The lawsuit was filed on behalf of named plaintiffs Ronald Kazmirzak, of southwest suburban Justice; Luis Melendez, of Orlando, Florida; Carol Rachelle Roach, of Clearwater, Florida; Yvonne Sewell, of Vero Beach, Florida; and Anthony Silverence, of Newburgh, New York.


Adam J. Levitt | DiCello Levitt

All of the named plaintiffs assert they rented manufactured home lots in mobile home parks in their home communities.

The lawsuit seeks to expand the action to potentially include hundreds of thousands of other Americans, who lived in such manufactured home communities across the country.

The lawsuit accuses a host of defendants of price fixing and other violations of the federal antitrust law known as the Sherman Act.

The lawsuit asserts the companies named as defendants improperly used industry information, known as JLT Market Reports, supplied by a company known as Datacomp, described in the complaint as “the nation’s largest provider of manufactured mobile home data.”

According to the complaint, this then allegedly allowed many of the largest owners of manufactured home communities to coordinate when setting rents, allegedly charging more than they could have with true competition “for what used to be affordable housing.”

“The consequence is that two of society’s most vulnerable groups – the elderly and low-income earners – face considerable financial pressures,” the plaintiffs said in their complaint, with “some residents … facing evictions.”

The complaint notes that about 20 million Americans live in such communities. Such residents have a median household income of $35,000 per year.

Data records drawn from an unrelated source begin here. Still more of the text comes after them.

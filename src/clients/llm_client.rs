//! LLM API 客户端
//!
//! ## 技术栈
//! - 使用 `async-openai` crate 进行 API 调用
//! - 支持自定义 API 端点和模型
//! - 兼容 OpenAI API 的服务

use async_openai::{
    config::OpenAIConfig,
    types::chat::{
        ChatCompletionRequestMessage, ChatCompletionRequestSystemMessageArgs,
        ChatCompletionRequestUserMessageArgs, CreateChatCompletionRequestArgs, ResponseFormat,
    },
    Client,
};
use async_trait::async_trait;
use tracing::{debug, warn};

use crate::config::Config;
use crate::error::LlmError;

/// 一次补全请求
#[derive(Debug, Clone, PartialEq)]
pub struct CompletionRequest {
    pub system: String,
    pub user: String,
    pub temperature: f32,
    /// 要求模型只返回一个 JSON 对象
    pub json_mode: bool,
}

impl CompletionRequest {
    pub fn new(system: impl Into<String>, user: impl Into<String>, temperature: f32) -> Self {
        Self {
            system: system.into(),
            user: user.into(),
            temperature,
            json_mode: false,
        }
    }

    pub fn json(mut self) -> Self {
        self.json_mode = true;
        self
    }
}

/// 补全服务
///
/// 抽取、生成代码、直接问答三处共用；测试中用假实现替换
#[async_trait]
pub trait CompletionService: Send + Sync {
    async fn complete(&self, request: CompletionRequest) -> Result<String, LlmError>;
}

/// OpenAI 兼容的 LLM 客户端
pub struct LlmClient {
    client: Client<OpenAIConfig>,
    model_name: String,
}

impl LlmClient {
    /// 创建新的 LLM 客户端
    pub fn new(config: &Config) -> Self {
        let openai_config = OpenAIConfig::new()
            .with_api_key(&config.llm_api_key)
            .with_api_base(&config.llm_api_base_url);

        Self {
            client: Client::with_config(openai_config),
            model_name: config.llm_model_name.clone(),
        }
    }

    pub fn model_name(&self) -> &str {
        &self.model_name
    }

    fn api_error(&self, source: async_openai::error::OpenAIError) -> LlmError {
        LlmError::ApiCallFailed {
            model: self.model_name.clone(),
            source,
        }
    }
}

#[async_trait]
impl CompletionService for LlmClient {
    async fn complete(&self, request: CompletionRequest) -> Result<String, LlmError> {
        debug!(
            "调用 LLM API，模型: {}, temperature: {}, json_mode: {}",
            self.model_name, request.temperature, request.json_mode
        );
        debug!("用户消息长度: {} 字符", request.user.len());

        let system_msg = ChatCompletionRequestSystemMessageArgs::default()
            .content(request.system)
            .build()
            .map_err(|e| self.api_error(e))?;
        let user_msg = ChatCompletionRequestUserMessageArgs::default()
            .content(request.user)
            .build()
            .map_err(|e| self.api_error(e))?;

        let messages = vec![
            ChatCompletionRequestMessage::System(system_msg),
            ChatCompletionRequestMessage::User(user_msg),
        ];

        let mut builder = CreateChatCompletionRequestArgs::default();
        builder
            .model(&self.model_name)
            .messages(messages)
            .temperature(request.temperature);
        if request.json_mode {
            builder.response_format(ResponseFormat::JsonObject);
        }
        let chat_request = builder.build().map_err(|e| self.api_error(e))?;

        let response = self.client.chat().create(chat_request).await.map_err(|e| {
            warn!("LLM API 调用失败: {}", e);
            self.api_error(e)
        })?;

        debug!("LLM API 调用成功");

        let content = response
            .choices
            .first()
            .and_then(|choice| choice.message.content.clone())
            .filter(|content| !content.trim().is_empty())
            .ok_or_else(|| LlmError::EmptyContent {
                model: self.model_name.clone(),
            })?;

        Ok(content.trim().to_string())
    }
}

#[cfg(test)]
mod tests {
    use super::*;

    #[test]
    fn test_completion_request_json_mode() {
        let request = CompletionRequest::new("sys", "user", 0.1).json();
        assert!(request.json_mode);
        assert_eq!(request.temperature, 0.1);
    }

    #[test]
    fn test_client_uses_configured_model() {
        let config = Config {
            llm_model_name: "test-model".to_string(),
            ..Config::default()
        };
        assert_eq!(LlmClient::new(&config).model_name(), "test-model");
    }

    /// 需要真实的 API Key
    #[tokio::test]
    #[ignore]
    async fn test_complete_live() {
        let _ = tracing_subscriber::fmt::try_init();

        let client = LlmClient::new(&Config::from_env());
        let response = client
            .complete(CompletionRequest::new("你是一个简洁的助手，回答要简短。", "1+1=?", 0.1))
            .await;

        match response {
            Ok(text) => assert!(!text.is_empty()),
            Err(e) => panic!("LLM 调用失败: {}", e),
        }
    }
}
//! 编排层（Orchestration Layer）
//!
//! ## 职责
//!
//! 本层负责驱动整条解题链路，是整个系统的"指挥中心"。
//!
//! ## 层次关系
//!
//! ```text
//! chain_orchestrator (持有 ChainState，决定前进 / 重试 / 终止)
//!     ↓
//! workflow::QuizFlow (处理单道题)
//!     ↓
//! services (能力层：extract / generate / sandbox / format)
//!     ↓
//! clients / browser / infrastructure
//! ```
//!
//! ## 设计原则
//!
//! 1. **状态集中**：只有编排层持有链路状态
//! 2. **向下依赖**：编排层 → workflow → services → clients
//! 3. **只做判定**：不做具体业务，只根据提交结果决定下一步

pub mod chain_orchestrator;

pub use chain_orchestrator::{ChainOrchestrator, ChainOutcome, ChainReport};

And about one-third of those residents are at least 60 years old.

The lawsuit takes aim at a host of corporate defendants, including Equity Lifestyle Properties Inc.; Hometown America Management LLC; Lakeshore Communities Inc.; Sun Communities inc.; RHP Properties Inc.; Yes Communities LLC;  Inspire Communities LLC; Kinglsey Management Corp.; Cal-Am Properties Inc. and Murex Properties LLC, who collectively hold much of the stock of mobile home communities throughout the U.S.

The complaint asserts these companies have been “part of a recent wave of large corporate owners who have acquired manufactured home communities across the United States to grow large portfolios of home sites,” the complaint states. “After acquiring the communities, these buyers have implemented steep, annual rent increases on their manufactured home lots, which have caused significant burdens on manufactured home residents.”

According to the complaint, rents at mobile home communities increased 9.1% per year from 2019 to 2021, even as inflation during that period stood at just 3%.

By contrast, rents for such lots increased 2.3% per year from 2010-2018, the complaint claimed.

“The Manufactured Home Community Defendants could never have demanded these rental price increases unilaterally,” the complaint alleges. “To implement the increases, they needed to conspire.”

Plaintiffs are represented by attorneys Adam J. Levitt and others with the firm of DiCello Levitt; and Myron M. Cherry, Jacie Zolna and Benjamin Swetland, of the Myron Cherry firm.